• _Instructions to follow_
Which lines below contain the word "RateTables"? Copy each one.

• _Record excerpts_
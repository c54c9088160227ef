pub mod audit;
pub mod clock;
pub mod config;
pub mod domain;
pub mod errors;
pub mod flows;
pub mod formatting;
pub mod pricing;
pub mod rates;
pub mod recap;
pub mod validation;

pub use audit::{AuditContext, AuditEvent, AuditRecord, AuditSink};
pub use clock::{Clock, FixedYear, SystemClock};
pub use domain::inputs::{
    Amount, BirthInfo, CapitalTier, ContributionMode, EndowmentTier, Periodicity,
};
pub use domain::product::Product;
pub use errors::{ApplicationError, DomainError, InterfaceError};
pub use flows::{QuoteEngine, Session, SessionState, SessionStore, TurnOutput, TurnTransition};
pub use pricing::{PricingError, Quotation};
pub use rates::{AgeRange, RateTables, TableError, TableSummary};
pub use recap::{build_recap, RecapRecord, RecapRenderer, RenderError, RenderedDocument};
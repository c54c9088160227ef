use std::collections::HashMap;
use std::sync::{Arc, Mutex, MutexGuard};
use std::time::{Duration, Instant};

use crate::flows::states::Session;

pub const DEFAULT_IDLE_TIMEOUT: Duration = Duration::from_secs(30 * 60);

struct Entry {
    session: Arc<Mutex<Session>>,
    last_seen: Instant,
}

/// In-memory sessions keyed by transport identity. Each session sits behind its
/// own lock: turns of one session run one at a time while distinct sessions
/// proceed in parallel. Nothing survives a restart.
///
/// A session is dropped as soon as a turn leaves it at an empty root, or once
/// it has been idle for longer than the idle timeout.
pub struct SessionStore {
    sessions: Mutex<HashMap<String, Entry>>,
    idle_timeout: Duration,
}

impl Default for SessionStore {
    fn default() -> Self {
        Self::new(DEFAULT_IDLE_TIMEOUT)
    }
}

impl SessionStore {
    pub fn new(idle_timeout: Duration) -> Self {
        Self { sessions: Mutex::new(HashMap::new()), idle_timeout }
    }

    /// Returns the session for `id`, creating an empty one on first contact.
    pub fn session(&self, id: &str) -> Arc<Mutex<Session>> {
        let mut sessions = lock(&self.sessions);
        let entry = sessions.entry(id.to_owned()).or_insert_with(|| Entry {
            session: Arc::new(Mutex::new(Session::new(id))),
            last_seen: Instant::now(),
        });
        entry.last_seen = Instant::now();
        Arc::clone(&entry.session)
    }

    /// Forgets `id` if its session is back at an empty root and no other
    /// request holds it. Call after dropping the handle from [`Self::session`].
    pub fn release(&self, id: &str) -> bool {
        let mut sessions = lock(&self.sessions);
        let idle_at_root = sessions.get(id).is_some_and(|entry| {
            Arc::strong_count(&entry.session) == 1 && lock(&entry.session).is_at_root()
        });
        if idle_at_root {
            sessions.remove(id);
        }
        idle_at_root
    }

    /// Drops sessions not touched since `now - idle_timeout`. Returns how many
    /// were evicted.
    pub fn evict_idle(&self, now: Instant) -> usize {
        let mut sessions = lock(&self.sessions);
        let before = sessions.len();
        sessions.retain(|_, entry| {
            let expired = now.saturating_duration_since(entry.last_seen) >= self.idle_timeout;
            !expired || Arc::strong_count(&entry.session) > 1
        });
        before - sessions.len()
    }

    pub fn len(&self) -> usize {
        lock(&self.sessions).len()
    }

    pub fn is_empty(&self) -> bool {
        self.len() == 0
    }
}

/// Locks a session, recovering it if a previous holder panicked.
pub fn lock<T>(mutex: &Mutex<T>) -> MutexGuard<'_, T> {
    match mutex.lock() {
        Ok(guard) => guard,
        Err(poisoned) => poisoned.into_inner(),
    }
}
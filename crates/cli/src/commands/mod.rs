pub mod chat;
pub mod config;
pub mod doctor;
pub mod tables;

use cotation_core::config::{AppConfig, LoadOptions};
use cotation_core::rates::RateTables;
use serde::Serialize;

pub const EXIT_CONFIG: u8 = 2;
pub const EXIT_TABLES: u8 = 3;
pub const EXIT_IO: u8 = 4;

#[derive(Debug, Clone)]
pub struct CommandResult {
    pub exit_code: u8,
    pub output: String,
}

#[derive(Debug, Serialize)]
struct CommandOutcome {
    command: String,
    status: String,
    error_class: Option<String>,
    message: String,
}

impl CommandResult {
    pub fn success(command: &str, message: impl Into<String>) -> Self {
        let payload = CommandOutcome {
            command: command.to_string(),
            status: "ok".to_string(),
            error_class: None,
            message: message.into(),
        };
        Self { exit_code: 0, output: serialize_payload(payload) }
    }

    pub fn failure(
        command: &str,
        error_class: &str,
        message: impl Into<String>,
        exit_code: u8,
    ) -> Self {
        let payload = CommandOutcome {
            command: command.to_string(),
            status: "error".to_string(),
            error_class: Some(error_class.to_string()),
            message: message.into(),
        };
        Self { exit_code, output: serialize_payload(payload) }
    }
}

fn serialize_payload(payload: CommandOutcome) -> String {
    serde_json::to_string(&payload).unwrap_or_else(|error| {
        format!(
            "{{\"command\":\"unknown\",\"status\":\"error\",\
             \"error_class\":\"serialization\",\"message\":\"{}\"}}",
            error.to_string().replace('\\', "\\\\").replace('"', "\\\"")
        )
    })
}

/// Loads the configuration and the rate tables it points at, reporting either
/// failure as the JSON outcome of `command`.
pub(crate) fn load_runtime(command: &str) -> Result<(AppConfig, RateTables), CommandResult> {
    let config = AppConfig::load(LoadOptions::default()).map_err(|error| {
        CommandResult::failure(command, "config_validation", error.to_string(), EXIT_CONFIG)
    })?;
    let tables = RateTables::load_dir(&config.tables.dir).map_err(|error| {
        CommandResult::failure(command, "table_load", error.to_string(), EXIT_TABLES)
    })?;
    Ok((config, tables))
}
pub mod commands;

use std::path::PathBuf;
use std::process::ExitCode;

use clap::{Parser, Subcommand};

#[derive(Debug, Parser)]
#[command(
    name = "cotation",
    about = "Cotation operator CLI",
    long_about = "Inspect configuration, check rate table readiness, \
                  and run quote conversations from the terminal.",
    after_help = "Examples:\n  cotation doctor --json\n  cotation config\n  cotation tables\n  \
                  cotation chat --export-dir exports"
)]
pub struct Cli {
    #[command(subcommand)]
    command: Command,
}

#[derive(Debug, Subcommand)]
enum Command {
    #[command(about = "Inspect effective configuration values with source attribution")]
    Config,
    #[command(about = "Validate config and rate table loading")]
    Doctor {
        #[arg(long, help = "Emit machine-readable JSON output")]
        json: bool,
    },
    #[command(about = "Summarize loaded rate tables: key counts, age ranges and step order")]
    Tables,
    #[command(about = "Run an interactive quote conversation on stdin/stdout")]
    Chat {
        #[arg(long, default_value = ".", help = "Directory receiving exported recap files")]
        export_dir: PathBuf,
    },
}

pub fn run() -> ExitCode {
    let cli = Cli::parse();

    let result = match cli.command {
        Command::Config => {
            commands::CommandResult { exit_code: 0, output: commands::config::run() }
        }
        Command::Doctor { json } => commands::doctor::run(json),
        Command::Tables => commands::tables::run(),
        Command::Chat { export_dir } => commands::chat::run(&export_dir),
    };

    println!("{}", result.output);
    ExitCode::from(result.exit_code)
}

• _Reply_
pub use rates::{AgeRange, RateTables, TableError, TableSummary};
use cotation_core::rates::RateTables;
pub(crate) fn load_runtime(command: &str) -> Result<(AppConfig, RateTables), CommandResult> {
    let tables = RateTables::load_dir(&config.tables.dir).map_err(|error| {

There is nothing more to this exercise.